Vigilância genômica em patógenos de importância na saúde pública e animal: Escherichia coli e Staphylococcus aureus
Resistência; Zoonoses; Filogenômica; Epidemiologia
A vigilância genômica de patógenos bacterianos de relevância clínica e zoonótica é fundamental para esclarecer a dinâmica de disseminação da resistência antimicrobiana, a variabilidade de fatores de virulência e os padrões evolutivos que permeiam diferentes sistemas produtivos e populações hospedeiras. Escherichia coli e Staphylococcus aureus figuram entre os agentes de maior importância nesse contexto, tanto pelo impacto direto na saúde animal e nas perdas econômicas associadas, especialmente em enfermidades como a mastite bovina, quanto pelo potencial de transmissão para humanos, reforçando o enfoque One Health. Embora os métodos fenotípicos continuem essenciais na rotina diagnóstica, abordagens genômicas possibilitam uma caracterização mais precisa do repertório de genes de resistência, da estrutura clonal e das relações filogenéticas, ampliando a capacidade de monitoramento e resposta frente a ameaças emergentes.

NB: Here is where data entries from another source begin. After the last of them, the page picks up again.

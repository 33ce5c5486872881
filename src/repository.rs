//! In-memory hierarchical content repository.
//!
//! The [`Repository`] is shared and concurrency-safe. Every consumer works
//! through its own [`Session`], which buffers transient changes in an overlay
//! and publishes them atomically on [`Session::save`]. Observation listeners
//! receive the change events of each commit after it has become visible.
//!
//! Child lists are merged on commit: a session only publishes the children it
//! added or removed, so concurrent sessions adding below the same parent keep
//! each other's nodes reachable.

use std::collections::{BTreeMap, HashSet};
use std::sync::Arc;
use std::sync::atomic::{AtomicU64, Ordering};

use parking_lot::{Mutex, RwLock};

use crate::errors::{RepositoryError, SchemaError};
use crate::nodetypes::{Declarations, NodeTypeRegistry};
use crate::resource_util::{child_path, name, normalize, parent_path};

const ROOT_PATH: &str = "/";
const ROOT_TYPE: &str = "rep:root";
const MIXIN_PROPERTY: &str = "jcr:mixinTypes";

/// A property value.
#[derive(Debug, Clone, PartialEq, Eq)]
pub enum PropertyValue {
    String(String),
    Strings(Vec<String>),
    Long(i64),
    Boolean(bool),
}

impl PropertyValue {
    /// Returns the value if this is a single string.
    pub fn as_str(&self) -> Option<&str> {
        match self {
            PropertyValue::String(s) => Some(s),
            _ => None,
        }
    }

    /// Returns all string values (one for single-valued strings).
    pub fn strings(&self) -> Vec<&str> {
        match self {
            PropertyValue::String(s) => vec![s.as_str()],
            PropertyValue::Strings(values) => values.iter().map(String::as_str).collect(),
            _ => Vec::new(),
        }
    }

    pub fn as_long(&self) -> Option<i64> {
        match self {
            PropertyValue::Long(v) => Some(*v),
            PropertyValue::String(s) => s.parse().ok(),
            _ => None,
        }
    }

    pub fn as_bool(&self) -> Option<bool> {
        match self {
            PropertyValue::Boolean(v) => Some(*v),
            PropertyValue::String(s) => s.parse().ok(),
            _ => None,
        }
    }
}

impl From<&str> for PropertyValue {
    fn from(value: &str) -> Self {
        PropertyValue::String(value.to_string())
    }
}

impl From<String> for PropertyValue {
    fn from(value: String) -> Self {
        PropertyValue::String(value)
    }
}

impl From<Vec<String>> for PropertyValue {
    fn from(value: Vec<String>) -> Self {
        PropertyValue::Strings(value)
    }
}

impl From<i64> for PropertyValue {
    fn from(value: i64) -> Self {
        PropertyValue::Long(value)
    }
}

impl From<bool> for PropertyValue {
    fn from(value: bool) -> Self {
        PropertyValue::Boolean(value)
    }
}

/// Stored state of a single node.
#[derive(Debug, Clone, PartialEq, Eq)]
pub(crate) struct NodeState {
    primary_type: String,
    mixins: Vec<String>,
    properties: BTreeMap<String, PropertyValue>,
    /// Child names in insertion order
    children: Vec<String>,
}

impl NodeState {
    fn new(primary_type: &str) -> Self {
        Self {
            primary_type: primary_type.to_string(),
            mixins: Vec::new(),
            properties: BTreeMap::new(),
            children: Vec::new(),
        }
    }
}

/// A handle on a node, identified by its absolute path.
///
/// Handles are cheap to clone and carry no state; all reads and writes go
/// through a [`Session`].
#[derive(Debug, Clone, PartialEq, Eq, Hash, PartialOrd, Ord)]
pub struct Node {
    path: String,
}

impl Node {
    fn at(path: impl Into<String>) -> Self {
        Self { path: path.into() }
    }

    pub fn path(&self) -> &str {
        &self.path
    }

    pub fn name(&self) -> &str {
        name(&self.path)
    }
}

/// A change published by a commit.
#[derive(Debug, Clone, PartialEq, Eq)]
pub enum ChangeEvent {
    NodeAdded { path: String },
    NodeRemoved { path: String },
    PropertyChanged { path: String, name: String },
}

impl ChangeEvent {
    pub fn path(&self) -> &str {
        match self {
            ChangeEvent::NodeAdded { path }
            | ChangeEvent::NodeRemoved { path }
            | ChangeEvent::PropertyChanged { path, .. } => path,
        }
    }
}

/// Receives the change events of every commit.
///
/// Listeners are called synchronously on the committing thread, after the
/// commit is visible to all sessions and with no node lock held. Commits are
/// serialized, so every listener sees batches in commit order. A listener
/// must not save a session itself.
pub trait ObservationListener: Send + Sync {
    fn on_change(&self, events: &[ChangeEvent]);
}

/// Identifies a registered listener for later removal.
#[derive(Debug, Clone, Copy, PartialEq, Eq, Hash)]
pub struct ListenerId(u64);

/// The shared content repository.
pub struct Repository {
    nodes: RwLock<BTreeMap<String, NodeState>>,
    node_types: RwLock<NodeTypeRegistry>,
    listeners: RwLock<Vec<(ListenerId, Arc<dyn ObservationListener>)>>,
    /// Held from apply through dispatch
    commit_lock: Mutex<()>,
    next_listener: AtomicU64,
    revision: AtomicU64,
}

impl std::fmt::Debug for Repository {
    fn fmt(&self, f: &mut std::fmt::Formatter<'_>) -> std::fmt::Result {
        f.debug_struct("Repository")
            .field("nodes", &self.nodes.read().len())
            .field("revision", &self.revision())
            .finish()
    }
}
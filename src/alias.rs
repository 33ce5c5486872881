//! Random vanity alias generation.
//!
//! Every alias is the base-32 rendering (digits `0-9a-v`, no leading zeros)
//! of a uniformly random 130-bit integer drawn from a cryptographically
//! strong generator.

use rand::rngs::StdRng;
use rand::{Rng, SeedableRng};

use crate::constants::ALIAS_BITS;

const DIGITS: &[u8; 32] = b"0123456789abcdefghijklmnopqrstuv";

/// Bits above the low `u128` word.
const HIGH_BITS: u32 = ALIAS_BITS - 128;

/// Longest possible alias: 130 bits in 5-bit digits.
pub const MAX_ALIAS_LEN: usize = ALIAS_BITS.div_ceil(5) as usize;

/// Produces independent random aliases.
///
/// `StdRng` is a CSPRNG; seeded from OS entropy by default, or from a fixed
/// seed when runs must be reproducible.
pub struct AliasGenerator {
    rng: StdRng,
}

impl Default for AliasGenerator {
    fn default() -> Self {
        Self::new()
    }
}

impl AliasGenerator {
    pub fn new() -> Self {
        Self {
            rng: StdRng::from_entropy(),
        }
    }

    /// Deterministic generator for reproducible populations.
    pub fn seeded(seed: u64) -> Self {
        Self {
            rng: StdRng::seed_from_u64(seed),
        }
    }

    /// Builds the generator for an optional configured seed.
    pub fn from_seed_option(seed: Option<u64>) -> Self {
        match seed {
            Some(seed) => Self::seeded(seed),
            None => Self::new(),
        }
    }

    /// Draws a fresh 130-bit value and renders it in base 32.
    pub fn next_alias(&mut self) -> String {
        let low: u128 = self.rng.r#gen();
        let high: u8 = self.rng.r#gen::<u8>() & ((1 << HIGH_BITS) - 1);
        to_base32(high, low)
    }
}

/// Renders the integer `high * 2^128 + low` in base 32 without leading zeros.
pub fn to_base32(high: u8, low: u128) -> String {
    let mut high = high;
    let mut low = low;
    if high == 0 && low == 0 {
        return "0".to_string();
    }

    let mut digits = Vec::with_capacity(MAX_ALIAS_LEN);
    while high != 0 || low != 0 {
        digits.push(DIGITS[(low & 0x1f) as usize]);
        low = (low >> 5) | ((high as u128) << 123);
        high >>= 5;
    }
    digits.reverse();
    // digits are all ASCII
    digits.into_iter().map(char::from).collect()
}
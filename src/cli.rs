use clap::Parser;
use std::path::PathBuf;

use crate::config::BenchConfig;

/// Measures resolution of a non-existing path against many vanity paths
#[derive(Parser, Debug)]
#[command(version, about, long_about = None)]
pub struct Args {
    /// Outer vanity nodes to create below the root under test.
    /// Overrides the config file (default: 1000).
    #[arg(short = 'n', long = "nodes", value_name = "N")]
    pub node_count: Option<usize>,

    /// Vanity children per outer node (default: 10).
    #[arg(short = 'c', long = "children", value_name = "M")]
    pub child_node_count: Option<usize>,

    /// Measured iterations of the resolve call (default: 10).
    #[arg(short, long, value_name = "COUNT")]
    pub iterations: Option<usize>,

    /// Untimed iterations before measuring (default: 0).
    #[arg(long, value_name = "COUNT")]
    pub warmup: Option<usize>,

    /// Seed the alias generator for a reproducible population.
    #[arg(long, value_name = "SEED")]
    pub seed: Option<u64>,

    /// Print the report as JSON
    #[arg(long)]
    pub json: bool,

    /// Configuration file (default: ./vpb.toml when present)
    #[arg(long, value_name = "PATH")]
    pub config: Option<PathBuf>,

    /// Increase logging verbosity (-v = info, -vv = debug, -vvv = trace).
    /// Default is warn level. Can also set RUST_LOG env var.
    #[arg(short, long, action = clap::ArgAction::Count)]
    pub verbose: u8,

    /// Suppress all output except errors
    #[arg(short, long)]
    pub quiet: bool,
}

impl Args {
    /// Get the log level filter string based on verbosity flags.
    /// Returns a filter suitable for tracing_subscriber::EnvFilter.
    pub fn log_level_filter(&self) -> String {
        let level = if self.quiet {
            "error"
        } else {
            match self.verbose {
                0 => "warn",
                1 => "info",
                2 => "debug",
                _ => "trace",
            }
        };

        format!("{}={}", env!("CARGO_CRATE_NAME"), level)
    }

    /// Applies the command-line overrides on top of a loaded config.
    pub fn apply(&self, config: &mut BenchConfig) {
        if let Some(nodes) = self.node_count {
            config.node_count = nodes;
        }
        if let Some(children) = self.child_node_count {
            config.child_node_count = children;
        }
        if let Some(iterations) = self.iterations {
            config.iterations = iterations;
        }
        if let Some(warmup) = self.warmup {
            config.warmup_iterations = warmup;
        }
        if self.seed.is_some() {
            config.seed = self.seed;
        }
        if self.json {
            config.output = "json".to_string();
        }
    }
}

Este trabalho integra dados fenotípicos e genômicos de E. coli e S. aureus isolados de diferentes hospedeiros, com o objetivo de avaliar perfis de resistência antimicrobiana, diversidade de virulência e estrutura filogenética de populações bacterianas de relevância para a saúde pública e animal. Para isso, foram aplicadas metodologias padronizadas de determinação da suscetibilidade antimicrobiana, incluindo MIC e disco-difusão, associadas ao sequenciamento de nova geração para montagem e anotação genômica. As análises incluíram identificação de genes de resistência e virulência, detecção de elementos genéticos móveis, tipagem multilocus (MLST) e reconstruções filogenômicas baseadas em SNPs, permitindo uma avaliação integrada da diversidade clonal. Os resultados evidenciaram ampla heterogeneidade fenotípica e genotípica entre os isolados, com múltiplos padrões de resistência antimicrobiana e um extenso repertório de genes de resistência e virulência. Elementos móveis e complexos clonais distintos foram identificados, destacando a plasticidade genômica desses patógenos. A comparação entre hospedeiros demonstrou circulação de linhagens com potencial zoonótico e ampla diversidade estrutural nas populações bacterianas. Em conjunto, os achados reforçam a importância de estratégias contínuas e integradas de vigilância genômica para o monitoramento da emergência e disseminação de resistência e de variantes clonais em contextos críticos de saúde pública e animal.